Standpunten ter zitting
De raadsman heeft zich op het standpunt gesteld dat de overlevering dient te worden geweigerd, omdat, gelet op de uitbraak van het coronavirus en de detentieomstandigheden in België, de overlevering kan leiden tot een schending van de fundamentele rechten van de opgeëiste persoon. De raadsman heeft zich tevens op het standpunt gesteld dat de door de Belgische autoriteiten in een andere overleveringszaak verstrekte garantie niet voldoende is om dit gevaar in te perken, omdat die garantie niet specifiek in de zaak van de opgeëiste persoon is gegeven.
De officier van justitie heeft zich op het standpunt gesteld dat de overlevering dient te worden toegestaan. Zij heeft daarbij verwezen naar de op 30 april 2020 door de Belgische autoriteiten - in het kader van die andere zaak - verstrekte algemene garantie, te weten dat personen die vanuit Nederland worden overgeleverd aan de Belgische justitiële autoriteiten te Antwerpen geplaatst zullen worden in een monocel.
Oordeel van de rechtbank
Gelet op de detentieomstandigheden in België heeft het Openbaar Ministerie op 30 april 2020 in een andere zeer recente zaak per e-mailbericht het volgende verzocht:
“In vervolg op ons telefoongesprek van heden zou ik willen verzoeken te bevestigen, dat personen die vanuit Nederland worden overgeleverd aan de Belgische justitiële autoriteiten te Antwerpen op grond van een Europees aanhoudingsbevel geplaatst zullen worden in een monocel. Dit op grond van eerder met de Nederlandse autoriteiten gemaakte afspraken.”
De Belgische autoriteiten hebben als antwoord daarop in een e-mailbericht van 30 april 2020 de volgende garantie gegeven:
“We zijn op de hoogte van de gemaakte afspraken met de Belgische Minister van Justitie, en zullen ons aan deze afspraken houden. Betrokkene zal dus in een monocel ondergebracht worden bij aankomst hier.”
De rechtbank is van oordeel dat het een dusdanig algemene garantie betreft dat vaststaat dat ook de opgeëiste persoon in de onderhavige zaak na overlevering aan de Belgische justitiële autoriteiten te Antwerpen in een monocel zal worden geplaatst. Gelet op het vorenstaande is er geen sprake van een met artikel 4 van het Handvest van de Grondrechten van de Europese Unie strijdige situatie. De rechtbank is van oordeel dat de detentieomstandigheden geen beletsel vormen voor de overlevering van de opgeëiste persoon.

6.Slotsom

Nu is vastgesteld dat het EAB voldoet aan de eisen van artikel 2 OLW en ook overigens geen weigeringsgronden aan de overlevering in de weg staan, dient de overlevering te worden toegestaan.
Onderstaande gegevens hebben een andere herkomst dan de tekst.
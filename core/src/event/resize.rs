//! Time-based coalescing of window resize events.

/// What the host should do with an incoming resize event.
#[derive(Debug, Clone, Copy, PartialEq, Eq)]
pub enum ResizeAction {
    /// Dispatch right away; no batching window is configured.
    Dispatch,
    /// Schedule one flush after this many milliseconds.
    Schedule(u32),
    /// A flush is already pending; drop the event.
    Coalesced,
}

/// Collapses a burst of resize events into one handled callback.
///
/// A single pending flag, not a counter: at most one flush is ever queued.
#[derive(Debug, Clone, Default)]
pub struct ResizeCoalescer {
    window_ms: Option<u32>,
    pending: bool,
}

impl ResizeCoalescer {
    /// Creates a coalescer with an optional batching window.
    #[must_use]
    pub const fn new(window_ms: Option<u32>) -> Self {
        Self {
            window_ms,
            pending: false,
        }
    }

    /// Records a resize event.
    pub const fn on_resize(&mut self) -> ResizeAction {
        match self.window_ms {
            None | Some(0) => ResizeAction::Dispatch,
            Some(_) if self.pending => ResizeAction::Coalesced,
            Some(window) => {
                self.pending = true;
                ResizeAction::Schedule(window)
            }
        }
    }

    /// Consumes the pending flag. Returns `true` if a flush was owed.
    pub const fn flush(&mut self) -> bool {
        let pending = self.pending;
        self.pending = false;
        pending
    }

    /// Returns `true` while a flush is queued.
    #[must_use]
    pub const fn is_pending(&self) -> bool {
        self.pending
    }
}

#[cfg(test)]
mod tests {
    use super::*;

    #[test]
    fn burst_collapses_to_one_flush() {
        let mut coalescer = ResizeCoalescer::new(Some(50));
        assert_eq!(coalescer.on_resize(), ResizeAction::Schedule(50));
        assert_eq!(coalescer.on_resize(), ResizeAction::Coalesced);
        assert_eq!(coalescer.on_resize(), ResizeAction::Coalesced);
        assert!(coalescer.flush());
        assert!(!coalescer.flush());
        assert_eq!(coalescer.on_resize(), ResizeAction::Schedule(50));
    }

    #[test]
    fn no_window_dispatches_immediately() {
        let mut coalescer = ResizeCoalescer::new(None);
        assert_eq!(coalescer.on_resize(), ResizeAction::Dispatch);
        assert_eq!(coalescer.on_resize(), ResizeAction::Dispatch);
        assert!(!coalescer.is_pending());
    }
}
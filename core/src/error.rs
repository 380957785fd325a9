//! Error type shared by the reconciler and the event runtime.
//!
//! Every variant except [`Error::Dom`] and [`Error::Handler`] is a programmer
//! contract violation: it is raised synchronously and the reconciliation pass
//! that hit it stops where it is. Nothing is rolled back, so the DOM may be
//! left partially updated; the next successful pass converges it again.

use thiserror::Error;

use crate::id::IdPath;

/// Errors produced by `weft-core`.
#[derive(Debug, Clone, PartialEq, Eq, Error)]
#[non_exhaustive]
pub enum Error {
    /// An instance was controlled before any id-path had been assigned to it.
    #[error("control without backing dom ({component})")]
    ControlWithoutBackingDom {
        /// Type name of the offending component.
        component: &'static str,
    },
    /// An id-path was mounted while another instance still owns it.
    #[error("using child twice: `{0}` is already mounted")]
    ChildUsedTwice(IdPath),
    /// A state update reached an instance that is still computing its projection.
    #[error("cannot update state before you're done projecting (`{0}`)")]
    UpdateWhileProjecting(IdPath),
    /// A child key or root name cannot serve as an id-path segment.
    #[error("`{0}` is not a valid id-path segment: keys must be non-empty and free of `.`")]
    InvalidKey(String),
    /// Raw HTML was routed through a plain attribute instead of `Content::DangerousHtml`.
    #[error("`innerHTML` on `{0}` must be set through `Content::DangerousHtml`")]
    UnsafeInnerHtml(IdPath),
    /// `deep_merge` was handed something other than a plain object.
    #[error("deep merge is only defined over plain objects, found {found}")]
    MergeNonObject {
        /// JSON kind that was rejected.
        found: &'static str,
    },
    /// No instance is registered under the id-path.
    #[error("no instance is mounted at `{0}`")]
    UnknownInstance(IdPath),
    /// The instance under the id-path is not of the requested component type.
    #[error("instance at `{id}` is not a `{expected}`")]
    ComponentMismatch {
        /// Id-path that was looked up.
        id: IdPath,
        /// Type name that was expected.
        expected: &'static str,
    },
    /// Props of the wrong type were handed to a component.
    #[error("props passed to `{expected}` have the wrong type")]
    PropsMismatch {
        /// Type name of the component that rejected the props.
        expected: &'static str,
    },
    /// The DOM boundary reported a failure.
    #[error("dom error: {0}")]
    Dom(String),
    /// An event handler failed.
    #[error("handler failed: {0}")]
    Handler(String),
}

impl Error {
    /// Wraps an arbitrary handler failure.
    pub fn handler(message: impl core::fmt::Display) -> Self {
        Self::Handler(message.to_string())
    }

    /// Wraps a DOM failure.
    pub fn dom(message: impl core::fmt::Display) -> Self {
        Self::Dom(message.to_string())
    }
}

/// Convenience alias used throughout the crate.
pub type Result<T, E = Error> = core::result::Result<T, E>;
//! Child reconciliation.
//!
//! Converges a parent's live children onto a new child list with as
//! few DOM operations as possible. Two shapes exist:
//!
//! - keyed children ([`KeyedChildren`]), whose identity is their name and
//!   which may be reordered,
//! - ordered children ([`OrderedChildren`]), whose identity is their index.
//!
//! Array children are matched by position only. Do not keep client-local
//! state in ordered children that you intend to reorder; use keyed children
//! for that.

mod keyed;
mod ordered;

use std::rc::Rc;

use tracing::{debug, warn};

pub(crate) use keyed::KeyedChildren;
pub(crate) use ordered::OrderedChildren;

use crate::{
    Result,
    component::{Children, InstanceRef, Projection},
    id::IdPath,
    markup::Markup,
    runtime::Runtime,
};

/// Allocates an instance for `projection`, files it under `id` and generates
/// its markup. Nothing is inserted into the DOM.
///
/// When generating the markup fails, everything filed under `id` on the way
/// is released again, so a later pass can mount at `id` afresh.
pub(crate) fn mount(
    rt: &mut Runtime,
    projection: &Projection,
    id: &IdPath,
    do_markup: bool,
    do_handlers: bool,
) -> Result<(InstanceRef, Option<Markup>)> {
    let instance = projection.instantiate()?;
    rt.registry.register(id.clone(), Rc::clone(&instance))?;
    debug!(%id, maker = projection.maker().name(), "allocate");
    let generated = instance
        .borrow_mut()
        .gen_markup(rt, id, do_markup, do_handlers);
    match generated {
        Ok(markup) => Ok((instance, markup)),
        Err(err) => {
            release(rt, id);
            Err(err)
        }
    }
}

/// Inserts the markup of a freshly mounted child right after `after` (first
/// when `None`), releasing the child if the DOM refuses it.
fn attach(
    rt: &mut Runtime,
    parent: &IdPath,
    after: Option<&str>,
    id: &IdPath,
    markup: Option<&Markup>,
) -> Result<()> {
    let Some(markup) = markup else {
        return Ok(());
    };
    rt.dom
        .insert_after(parent.as_str(), after, markup)
        .inspect_err(|_| release(rt, id))
}

/// Forgets instances whose markup never reached the DOM.
fn discard(rt: &mut Runtime, instances: impl IntoIterator<Item = InstanceRef>) {
    for instance in instances {
        let id = instance.borrow().id().cloned();
        if let Some(id) = id {
            release(rt, &id);
        }
    }
}

/// Removes the DOM node of `instance` and forgets its whole subtree.
pub(crate) fn unmount(rt: &mut Runtime, instance: &InstanceRef) -> Result<()> {
    let (id, dom_id) = {
        let instance = instance.borrow();
        (instance.id().cloned(), instance.dom_id())
    };
    match &dom_id {
        Some(dom_id) => {
            if !rt.dom.remove(dom_id.as_str())? {
                warn!(%dom_id, "no dom node to hide");
            }
        }
        None => warn!(?id, "no dom node to hide"),
    }
    if let Some(id) = id {
        release(rt, &id);
    }
    Ok(())
}

/// Replaces `old` by a fresh instance of `projection` at the same position.
pub(crate) fn remount_in_place(
    rt: &mut Runtime,
    old: &InstanceRef,
    projection: &Projection,
    id: &IdPath,
) -> Result<InstanceRef> {
    let (old_id, old_dom) = {
        let old = old.borrow();
        (old.id().cloned(), old.dom_id())
    };
    if let Some(old_id) = &old_id {
        release(rt, old_id);
    }
    let (fresh, markup) = mount(rt, projection, id, true, true)?;
    debug!(%id, maker = projection.maker().name(), "remount in place");
    match (old_dom, markup) {
        (Some(old_dom), Some(markup)) => rt.dom.replace(old_dom.as_str(), &markup)?,
        (Some(old_dom), None) => {
            rt.dom.remove(old_dom.as_str())?;
        }
        (None, _) => warn!(%id, "no dom node to replace"),
    }
    Ok(fresh)
}

pub(crate) fn release(rt: &mut Runtime, id: &IdPath) {
    let instances = rt.registry.release_subtree(id);
    let listeners = rt.listeners.release_subtree(id);
    debug!(%id, instances, listeners, "release");
}

/// The live children of a native element.
#[derive(Default)]
pub(crate) enum ChildList {
    #[default]
    None,
    Keyed(KeyedChildren),
    Ordered(OrderedChildren),
}

impl ChildList {
    /// Mounts `children` below `parent`, returning the markup of every child
    /// that produced some.
    pub(crate) fn mount(
        rt: &mut Runtime,
        parent: &IdPath,
        children: &Children,
        do_markup: bool,
        do_handlers: bool,
    ) -> Result<(Self, Vec<Markup>)> {
        match children {
            Children::None => Ok((Self::None, Vec::new())),
            Children::Keyed(next) => {
                let (list, markup) =
                    KeyedChildren::mount(rt, parent, next, do_markup, do_handlers)?;
                Ok((Self::Keyed(list), markup))
            }
            Children::Ordered(next) => {
                let (list, markup) =
                    OrderedChildren::mount(rt, parent, next, do_markup, do_handlers)?;
                Ok((Self::Ordered(list), markup))
            }
        }
    }

    /// Re-walks already mounted children.
    pub(crate) fn regen(
        &self,
        rt: &mut Runtime,
        parent: &IdPath,
        do_markup: bool,
        do_handlers: bool,
    ) -> Result<Vec<Markup>> {
        match self {
            Self::None => Ok(Vec::new()),
            Self::Keyed(list) => list.regen(rt, parent, do_markup, do_handlers),
            Self::Ordered(list) => list.regen(rt, parent, do_markup, do_handlers),
        }
    }

    /// Converges onto `next`. Switching between shapes tears every child down.
    pub(crate) fn reconcile(
        &mut self,
        rt: &mut Runtime,
        parent: &IdPath,
        next: &Children,
    ) -> Result<()> {
        match (&mut *self, next) {
            (Self::None, Children::None) => Ok(()),
            (Self::Keyed(list), Children::Keyed(next)) => list.reconcile(rt, parent, next),
            (Self::Ordered(list), Children::Ordered(next)) => list.reconcile(rt, parent, next),
            _ => {
                debug!(%parent, "children changed shape");
                self.unmount_all(rt)?;
                let (list, markup) = Self::mount(rt, parent, next, true, true)?;
                for markup in &markup {
                    if let Err(err) = rt.dom.append(parent.as_str(), markup) {
                        discard(rt, list.into_instances());
                        return Err(err);
                    }
                }
                *self = list;
                Ok(())
            }
        }
    }

    /// Unmounts every child.
    pub(crate) fn unmount_all(&mut self, rt: &mut Runtime) -> Result<()> {
        let instances = core::mem::take(self).into_instances();
        instances
            .iter()
            .try_for_each(|instance| unmount(rt, instance))
    }

    fn into_instances(self) -> Vec<InstanceRef> {
        match self {
            Self::None => Vec::new(),
            Self::Keyed(list) => list.into_instances(),
            Self::Ordered(list) => list.into_instances(),
        }
    }

    /// Number of live (non-placeholder) children.
    pub(crate) fn len(&self) -> usize {
        match self {
            Self::None => 0,
            Self::Keyed(list) => list.len(),
            Self::Ordered(list) => list.len(),
        }
    }
}
#[test]
fn scroll_top_is_written_when_it_changes() {
    let mut rt = runtime();
    let pane = |top: f64| Projection::element(ElementProps::new("div").scroll_top(top));
    rt.mount("app", &pane(0.0), MountMode::Immediate).unwrap();
    rt.update_root(&id(".top"), &pane(120.0)).unwrap();
    assert_eq!(memory(&rt).scroll_top(".top"), Some(120.0));
    take_mutations(&mut rt);
    rt.update_root(&id(".top"), &pane(120.0)).unwrap();
    assert!(take_mutations(&mut rt).is_empty());
}

#[test]
fn dangerous_html_goes_through_the_explicit_path() {
    let mut rt = runtime();
    rt.mount(
        "app",
        &Projection::element(ElementProps::new("div").dangerous_html("<b>x</b>")),
        MountMode::Immediate,
    )
    .unwrap();
    assert_eq!(memory(&rt).inner_html(".top"), Some("<b>x</b>"));

    let err = rt
        .mount(
            "app",
            &Projection::element(ElementProps::new("div").attr("innerHTML", "<b>x</b>")),
            MountMode::Immediate,
        )
        .unwrap_err();
    assert_eq!(err, Error::UnsafeInnerHtml(id(".top1")));
    assert!(rt.instance(&id(".top1")).is_none());
    assert_eq!(memory(&rt).child_ids("app"), ids(&[".top"]));
}

#[test]
fn type_change_remounts_the_slot() {
    let mut rt = runtime();
    let with = |child: Projection| Projection::element(ElementProps::new("div").child("slot", child));
    rt.mount(
        "app",
        &with(Projection::element(
            ElementProps::new("p").on(EventKind::Click, |_, _| Ok(())),
        )),
        MountMode::Immediate,
    )
    .unwrap();
    let before = rt.instance(&id(".top.slot")).unwrap();
    take_mutations(&mut rt);

    rt.update_root(&id(".top"), &with(li("now a list item")))
        .unwrap();

    let after = rt.instance(&id(".top.slot")).unwrap();
    assert!(!Rc::ptr_eq(&before, &after));
    assert_eq!(after.borrow().maker().name(), "li");
    assert!(rt.listeners().is_empty());
    assert_eq!(
        take_mutations(&mut rt),
        [
            Mutation::Remove {
                id: ".top.slot".to_owned()
            },
            Mutation::Insert {
                parent: ".top".to_owned(),
                id: ".top.slot".to_owned()
            },
        ]
    );
}

#[test]
fn composite_type_change_replaces_in_place() {
    let mut rt = runtime();
    rt.mount("app", &Projection::of::<Switcher>(true), MountMode::Immediate)
        .unwrap();
    assert_eq!(memory(&rt).text(".top.s"), Some("div"));
    take_mutations(&mut rt);

    rt.update_root(&id(".top"), &Projection::of::<Switcher>(false))
        .unwrap();

    assert_eq!(memory(&rt).text(".top.s"), Some("span"));
    assert_eq!(
        take_mutations(&mut rt),
        [Mutation::Replace {
            old: ".top.s".to_owned(),
            new: ".top.s".to_owned()
        }]
    );
}

#[test]
fn prop_trigger_runs_before_every_control() {
    let mut rt = runtime();
    rt.mount("app", &Projection::of::<Echo>("a".to_owned()), MountMode::Immediate)
        .unwrap();
    rt.update_root(&id(".top"), &Projection::of::<Echo>("b".to_owned()))
        .unwrap();
    rt.update_root(&id(".top"), &Projection::of::<Echo>("c".to_owned()))
        .unwrap();
    let seen = rt
        .with_component::<Echo, _>(&id(".top"), |echo| echo.state().clone())
        .unwrap();
    assert_eq!(seen, ["a", "b", "c"]);
    assert_eq!(memory(&rt).text(".top.s"), Some("c"));
}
7.Toepasselijke wetsartikelen

De artikelen 2, 5 en 7 OLW.

8.Beslissing

STAAT TOEde overlevering van
[opgeëiste persoon]aan de rechtbank in eerste aanleg Antwerpen – afdeling Antwerpen.
Aldus gedaan door
mr. C. Klomp, voorzitter,
mrs. A.W.C.M. van Emmerik en M.E.M. James-Pater, rechters,
in tegenwoordigheid van mr. N. Wijkman, griffier,
en uitgesproken ter openbare zitting van 28 mei 2020.
Ingevolge artikel 29, tweede lid, OLW staat tegen deze uitspraak geen gewoon rechtsmiddel open.